Of the 160 sera, genotype B and C were identified in 81 and 79 respectively. The detected ratios of pre-S2 start codon and pre-S deletion mutations were significantly higher in genotype C than in genotype B (43.04% vs 1.23%, 36.71% vs 19.75%, P<0.05, respectively). The detection rates of pre-S2 start codon mutation were significantly different in different groups: from 50.00% (HCC), 39.47% (LC), 8.00% (CH), to ASC (0). The detection rates of pre-S deletion mutations among patients with HCC (53.13%), LC (42.11%), CH (18.00%) and ASC (7.50%) also varied significantly. The results obtained from sequencing and PCR-RFLP/PAGE were completely compatible. Multivariate analysis indicated that genotype C (OR=6.26, P<0.01) and advanced liver disease (OR=11.99, P<0.01) were significant variables for pre-S mutations development.

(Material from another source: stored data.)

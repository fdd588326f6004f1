//! The memory context: where pools get their pages from.
//!
//! A [`MemoryContext`] hands out fixed-size, aligned pages on behalf of a pool and takes them back
//! when the pool is torn down. Every request carries the pool's type id so the context can keep
//! per-type accounting.
//!
//! [`RegionContext`] is the stock implementation. It maps anonymous memory in large regions and
//! carves them into pages, keeping returned pages on a free list for reuse.

#[cfg(not(target_family = "unix"))]
std::compile_error!("dynarr's region context only supports Unix-based OSs");

use dashmap::DashMap;
use parking_lot::Mutex;
use std::ptr::NonNull;

/// The size of a page handed out by a [`MemoryContext`].
pub const PAGE_SIZE: usize = 32 * 1024;

/// The minimum alignment of a page handed out by a [`MemoryContext`].
pub const PAGE_ALIGN: usize = 4096;

/// An exclusively owned page of [`PAGE_SIZE`] bytes.
///
/// The contents of a fresh page are unspecified.
#[derive(Debug)]
pub struct RawPage(NonNull<u8>);

impl RawPage {
    /// Wrap a pointer to a page.
    ///
    /// # Safety
    ///
    /// The caller is responsible for making sure:
    ///
    /// 1. that `ptr` is valid for reads and writes of [`PAGE_SIZE`] bytes,
    /// 2. that `ptr` is aligned to [`PAGE_ALIGN`],
    /// 3. that nothing else accesses the memory while the returned value, or anything built from
    ///    it, is alive.
    pub unsafe fn from_raw(ptr: NonNull<u8>) -> Self {
        debug_assert_eq!(ptr.as_ptr() as usize % PAGE_ALIGN, 0);
        RawPage(ptr)
    }

    /// Returns a pointer to the start of the page.
    pub fn as_ptr(&self) -> *mut u8 {
        self.0.as_ptr()
    }

    /// Give up the page, returning the pointer it was built from.
    pub fn into_raw(self) -> NonNull<u8> {
        self.0
    }
}

unsafe impl Send for RawPage {}

/// A provider of pages.
pub trait MemoryContext: Send + Sync {
    /// Allocate a page accounted to `type_id`. Returns `None` when no memory is available.
    fn alloc_page(&self, type_id: u32) -> Option<RawPage>;

    /// Return a page previously obtained from [`MemoryContext::alloc_page`] with the same
    /// `type_id`.
    ///
    /// # Safety
    ///
    /// The page must have been allocated by this context, and must not be accessed afterwards.
    unsafe fn release_page(&self, type_id: u32, page: RawPage);
}

/// Options for a [`RegionContext`].
#[derive(Debug, Clone)]
pub struct ContextOptions {
    pub(crate) region_pages: usize,
    pub(crate) page_limit: Option<u32>,
}

impl ContextOptions {
    /// Create a new `ContextOptions` instance with the default values.
    pub fn new() -> Self {
        Self {
            region_pages: 64,
            page_limit: None,
        }
    }

    /// Set the number of pages mapped at once whenever the context runs dry.
    ///
    /// Default: 64 pages (2 MiB).
    pub fn region_pages(&mut self, region_pages: usize) {
        assert!(region_pages > 0);
        self.region_pages = region_pages;
    }

    /// Set the maximum number of pages that may be handed out at any one time. Requests beyond
    /// the limit fail as if memory were exhausted.
    ///
    /// Default: unlimited.
    pub fn page_limit(&mut self, page_limit: u32) {
        self.page_limit = Some(page_limit);
    }
}

impl Default for ContextOptions {
    fn default() -> Self {
        Self::new()
    }
}

struct State {
    regions: Vec<NonNull<u8>>,
    freelist: Vec<NonNull<u8>>,
    in_use: u32,
}

/// A [`MemoryContext`] backed by anonymous memory mappings.
///
/// Pages are never unmapped individually. Released pages go on a free list and the regions are
/// only unmapped when the context is dropped.
pub struct RegionContext {
    region_pages: usize,
    page_limit: Option<u32>,
    state: Mutex<State>,
    usage: DashMap<u32, u32>,
}

impl RegionContext {
    /// Creates a new, empty context.
    pub fn new(options: ContextOptions) -> Self {
        RegionContext {
            region_pages: options.region_pages,
            page_limit: options.page_limit,
            state: Mutex::new(State {
                regions: vec![],
                freelist: vec![],
                in_use: 0,
            }),
            usage: DashMap::new(),
        }
    }

    /// The number of pages currently handed out.
    pub fn pages_in_use(&self) -> u32 {
        self.state.lock().in_use
    }

    /// The number of pages currently handed out under `type_id`.
    pub fn usage(&self, type_id: u32) -> u32 {
        self.usage.get(&type_id).map_or(0, |n| *n)
    }

    /// The number of regions mapped so far.
    pub fn regions(&self) -> usize {
        self.state.lock().regions.len()
    }

    fn region_size(&self) -> usize {
        self.region_pages * PAGE_SIZE
    }

    fn grow(&self, state: &mut State) -> Option<NonNull<u8>> {
        assert!(state.freelist.is_empty());
        let region_ptr = unsafe {
            libc::mmap(
                std::ptr::null_mut(),
                self.region_size(),
                libc::PROT_READ | libc::PROT_WRITE,
                libc::MAP_PRIVATE | libc::MAP_ANONYMOUS,
                /* fd */ -1,
                /* offset */ 0,
            )
        };
        if region_ptr == libc::MAP_FAILED {
            tracing::warn!(
                region_bytes = self.region_size(),
                "failed to map a page region"
            );
            return None;
        }
        // UNWRAP: mmap never returns null on success.
        let region = NonNull::new(region_ptr as *mut u8).unwrap();
        state.regions.push(region);

        // Reverse order, so pages are handed out from the start of the region.
        for slot in (0..self.region_pages).rev() {
            // SAFETY: `slot` is within the region that was just mapped.
            let page = unsafe { NonNull::new_unchecked(region.as_ptr().add(slot * PAGE_SIZE)) };
            state.freelist.push(page);
        }
        tracing::trace!(regions = state.regions.len(), "mapped a page region");

        state.freelist.pop()
    }
}

impl MemoryContext for RegionContext {
    fn alloc_page(&self, type_id: u32) -> Option<RawPage> {
        let page = {
            let mut state = self.state.lock();
            if self.page_limit.map_or(false, |limit| state.in_use >= limit) {
                return None;
            }
            let page = match state.freelist.pop() {
                Some(page) => page,
                None => self.grow(&mut state)?,
            };
            state.in_use += 1;
            page
        };

        *self.usage.entry(type_id).or_insert(0) += 1;
        // SAFETY: the page lies within a live region and has just left the free list.
        Some(unsafe { RawPage::from_raw(page) })
    }

    unsafe fn release_page(&self, type_id: u32, page: RawPage) {
        if let Some(mut pages) = self.usage.get_mut(&type_id) {
            *pages = pages.saturating_sub(1);
        }

        let mut state = self.state.lock();
        state.in_use -= 1;
        state.freelist.push(page.into_raw());
    }
}

impl Drop for RegionContext {
    fn drop(&mut self) {
        let size = self.region_size();
        let state = self.state.get_mut();
        if state.in_use != 0 {
            tracing::warn!(pages = state.in_use, "memory context dropped with pages in use");
        }
        for region_ptr in state.regions.drain(..) {
            unsafe {
                libc::munmap(region_ptr.as_ptr() as *mut libc::c_void, size);
            }
        }
    }
}

unsafe impl Send for RegionContext {}
unsafe impl Sync for RegionContext {}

The pre-S2 start codon and pre-S deletion mutations are more common in genotype C than in genotype B. These mutations are closely related to the progression of liver disease.
研究乙型肝炎病毒(HBV)前S区突变及其基因型与患者肝病分期之间的关系。
采用聚合酶链反应(PCR)扩增整个HBV前S1和前S2基因。扩增产物用NlaIII限制性内切酶消化。根据限制性片段长度多态性(RFLP)分析建立前S2起始密码子突变检测方法。通过聚丙烯酰胺凝胶电泳(PAGE)揭示前S区缺失。对14份有前S区缺失或前S2起始密码子突变的血清及野生株进行直接测序。基于S基因PCR产物,通过RFLP确定HBV基因型。收集160例HBV相关疾病患者的血清样本,并用上述方法进行检测。分析HBV前S区突变及其基因型与患者肝病分期之间的关系。
160份血清中,分别鉴定出81份B基因型和79份C基因型。C基因型中前S2起始密码子和前S区缺失突变的检出率显著高于B基因型(分别为43.04%对1.23%,36.71%对19.75%,P<0.05)。前S2起始密码子突变的检出率在不同组间有显著差异:肝癌(HCC)组为50.00%,肝硬化(LC)组为39.47%,慢性肝炎(CH)组为8.00%,无症状携带者(ASC)组为0。HCC患者(53.13%)、LC患者(42.11%)、CH患者(18.00%)和ASC患者(7.50%)的前S区缺失突变检出率也有显著差异。测序结果与PCR-RFLP/PAGE结果完全相符。多因素分析表明,C基因型(OR=6.26,P<0.01)和晚期肝病(OR=11.99,P<0.01)是前S区突变发生的显著变量。
前S2起始密码子和前S区缺失突变在C基因型中比在B基因型中更常见。这些突变与肝病进展密切相关。